About a quarter of RoomKey participants eventually moved on into permanent housing. But the project is now winding down.

Shawn Bigdeli, 40, was homeless after losing his job. He has been living at the LA Grand Hotel since March thanks to RoomKey. "It's a blessing. It's a great room," he told CNN.

Bigdeli will need to move out by the end of next month -- but he doesn't agree with making housing the homeless mandatory for every hotel.

"I don't think that's a good idea," he says. "You know, there's a lot of people with untreated mental health and some people do some damage to these poor buildings."

According to a 2020 report from the homeless services agency, more than 14,000 unhoused people in the county have serious mental illnesses and more than 15,000 are grappling with substance abuse issues.

Manoj Patel, a Motel 6 manager in eastern LA County, told CNN he once faced a $4,000 repair bill after a homeless guest trashed her room.

"The bathroom was completely damaged," said Patel. "I guess she threw something, took the 43-inch HD TV out. And then she felt voices or demons were coming out of the room or something. She marked all walls. The curtains, she burned. Thank God there was no fire."

Patel continues to rent rooms to homeless people vetted and paid for by a local church, but he is also against making this mandatory.

"We barely are surviving," he said, after the pandemic and the high gas prices that stymied his bounce back. "Number two: we have to think of the safety of our staff. And number three, we're not professionally or otherwise equipped with any of the supporting mechanisms that the homeless guest would require."

If voters approve the proposed measure, the City Council will have to decide how to fund it -- and what services, like counseling and permanent housing assistance, to provide alongside a free room for the night.

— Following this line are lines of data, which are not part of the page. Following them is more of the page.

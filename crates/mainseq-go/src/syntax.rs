//! Shared tree-sitter helpers for Go sources.

use tree_sitter::{Language, Node, Parser, Tree};

/// The tree-sitter Go grammar.
#[must_use]
pub fn language() -> Language {
    tree_sitter_go::LANGUAGE.into()
}

/// Parses `source` with a fresh parser.
///
/// Fails if the grammar cannot be loaded or parsing is aborted.
pub(crate) fn parse(language: &Language, source: &[u8]) -> Result<Tree, String> {
    let mut parser = Parser::new();
    parser
        .set_language(language)
        .map_err(|e| format!("failed to set go language: {e}"))?;
    parser
        .parse(source, None)
        .ok_or_else(|| "parser returned no tree".to_string())
}

pub(crate) fn text<'a>(node: &Node<'_>, src: &'a [u8]) -> &'a str {
    std::str::from_utf8(&src[node.start_byte()..node.end_byte()]).unwrap_or("")
}

/// Children of `node`, collected so callers can keep them past the cursor.
pub(crate) fn children<'t>(node: &Node<'t>) -> Vec<Node<'t>> {
    let mut cursor = node.walk();
    node.children(&mut cursor).collect()
}

/// First ERROR or MISSING node in document order.
pub(crate) fn first_error<'t>(root: &Node<'t>) -> Option<Node<'t>> {
    if !root.has_error() {
        return None;
    }
    let mut stack = vec![*root];
    while let Some(node) = stack.pop() {
        if node.is_error() || node.is_missing() {
            return Some(node);
        }
        if node.has_error() {
            stack.extend(children(&node).into_iter().rev());
        }
    }
    Some(*root)
}

/// 1-indexed line and byte column of `offset`.
pub(crate) fn line_column(source: &[u8], offset: usize) -> (usize, usize) {
    let before = &source[..offset.min(source.len())];
    let line = before.iter().filter(|&&b| b == b'\n').count() + 1;
    let line_start = before.iter().rposition(|&b| b == b'\n').map_or(0, |i| i + 1);
    (line, before.len() - line_start + 1)
}

/// Strips the quotes of an interpreted or raw string literal.
pub(crate) fn unquote(literal: &str) -> &str {
    literal.trim_matches(|c| c == '"' || c == '`')
}
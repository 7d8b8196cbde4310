//! Errors raised while scanning package sources.

use miette::{Diagnostic, NamedSource, SourceSpan};
use std::path::PathBuf;
use thiserror::Error;

/// A failure scanning a single source file.
#[derive(Debug, Error, Diagnostic)]
pub enum SourceError {
    /// The file could not be read.
    #[error("failed to read {path}: {source}")]
    #[diagnostic(code(mainseq::read))]
    Read {
        /// File that failed.
        path: PathBuf,
        /// Underlying IO error.
        #[source]
        source: std::io::Error,
    },

    /// The file could not be parsed.
    #[error("{path}:{line}:{column}: {message}")]
    #[diagnostic(code(mainseq::parse), help("fix the syntax error before running the analysis"))]
    Parse {
        /// File that failed.
        path: PathBuf,
        /// Line of the first syntax error (1-indexed).
        line: usize,
        /// Column of the first syntax error (1-indexed).
        column: usize,
        /// Description of the error.
        message: String,
        /// Source text, for rendering.
        #[source_code]
        src: NamedSource<String>,
        /// Span of the offending node.
        #[label("here")]
        span: SourceSpan,
    },

    /// The parser could not be set up for the language.
    #[error("language setup failed: {message}")]
    #[diagnostic(code(mainseq::language))]
    Language {
        /// Description of the error.
        message: String,
    },

    /// The scan task for the file did not complete.
    #[error("scan of {path} did not complete: {message}")]
    #[diagnostic(code(mainseq::task))]
    Task {
        /// File whose task failed.
        path: PathBuf,
        /// Description of the failure.
        message: String,
    },
}

impl SourceError {
    /// Builds a parse error pointing at `offset..offset + length` in `source`.
    #[must_use]
    pub fn parse(
        path: impl Into<PathBuf>,
        source: &[u8],
        offset: usize,
        length: usize,
        line: usize,
        column: usize,
        message: impl Into<String>,
    ) -> Self {
        let path = path.into();
        let text = String::from_utf8_lossy(source).into_owned();
        Self::Parse {
            src: NamedSource::new(path.display().to_string(), text),
            span: SourceSpan::from((offset, length)),
            path,
            line,
            column,
            message: message.into(),
        }
    }

    /// The file this error is about, if any.
    #[must_use]
    pub fn path(&self) -> Option<&std::path::Path> {
        match self {
            Self::Read { path, .. } | Self::Parse { path, .. } | Self::Task { path, .. } => {
                Some(path)
            }
            Self::Language { .. } => None,
        }
    }
}

/// All file failures of one package. Scanning stops at the first package
/// that reports any.
#[derive(Debug, Error, Diagnostic)]
#[error("{} error(s) processing package {package}", errors.len())]
#[diagnostic(
    code(mainseq::scan),
    help("please fix these before continuing")
)]
pub struct PackageScanError {
    /// Full name of the failing package.
    pub package: String,
    /// Every failure collected for the package.
    #[related]
    pub errors: Vec<SourceError>,
}

/// Errors that abort an analysis run.
#[derive(Debug, Error, Diagnostic)]
pub enum AnalysisError {
    /// A package's sources could not be scanned.
    #[error(transparent)]
    #[diagnostic(transparent)]
    Scan(#[from] PackageScanError),

    /// No classifier was configured.
    #[error("no source classifier configured")]
    #[diagnostic(code(mainseq::setup))]
    NoClassifier,
}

"We all want to help the homeless, but we don't want to just put a band aid on it," Patel says. "You're trying to address an issue and creating an even bigger issue. And in the process, you're actually, I think, taking the entire hospitality industry and devastating it."

Like Waldman, Patel worries the move would make tourists stay away. "Honestly, would you check into a hotel knowing that the chance of your neighbor to the left or right is a homeless individual?" he said.

The safety of other guests and staff was cited by many hotel managers and industry representatives that CNN spoke to as a reason not to move unhoused people into hotels.

But some employees called it a hypocritical response.

"That's a hypocrisy from the hotels because during Covid, they didn't care about housekeepers," Liliana Hernandez, a housekeeper and Unite Here union member, told CNN.

Hernandez, who was out of work for 18 months during the pandemic, said she supports the bill as it would increase her job security and potentially increase the stock of affordable housing for her and her colleagues.

Some, she says, now live as far away as Bakersfield, around 113 miles north of the city. "They have to drive three hours to come to work," she says. "And three hours home afterwards."

The union says the motivation behind this bill is to ease the housing crisis for its members and the city. Opponents have questioned those motives, pointing out the union could, at any point, withdraw the bill.

"They want to use it as a negotiating tactic," says Waldman, of the commerce association, about the union. "I also know that the unions are reaching out to the hotels saying they'll withdraw the ballot measure if more hotels sign union contracts."

A union representative told CNN this was false.

"We are trying to make them accountable, sure," Petersen, the union co-president, said when asked about the criticism. "We want the hotels to be accountable to the community."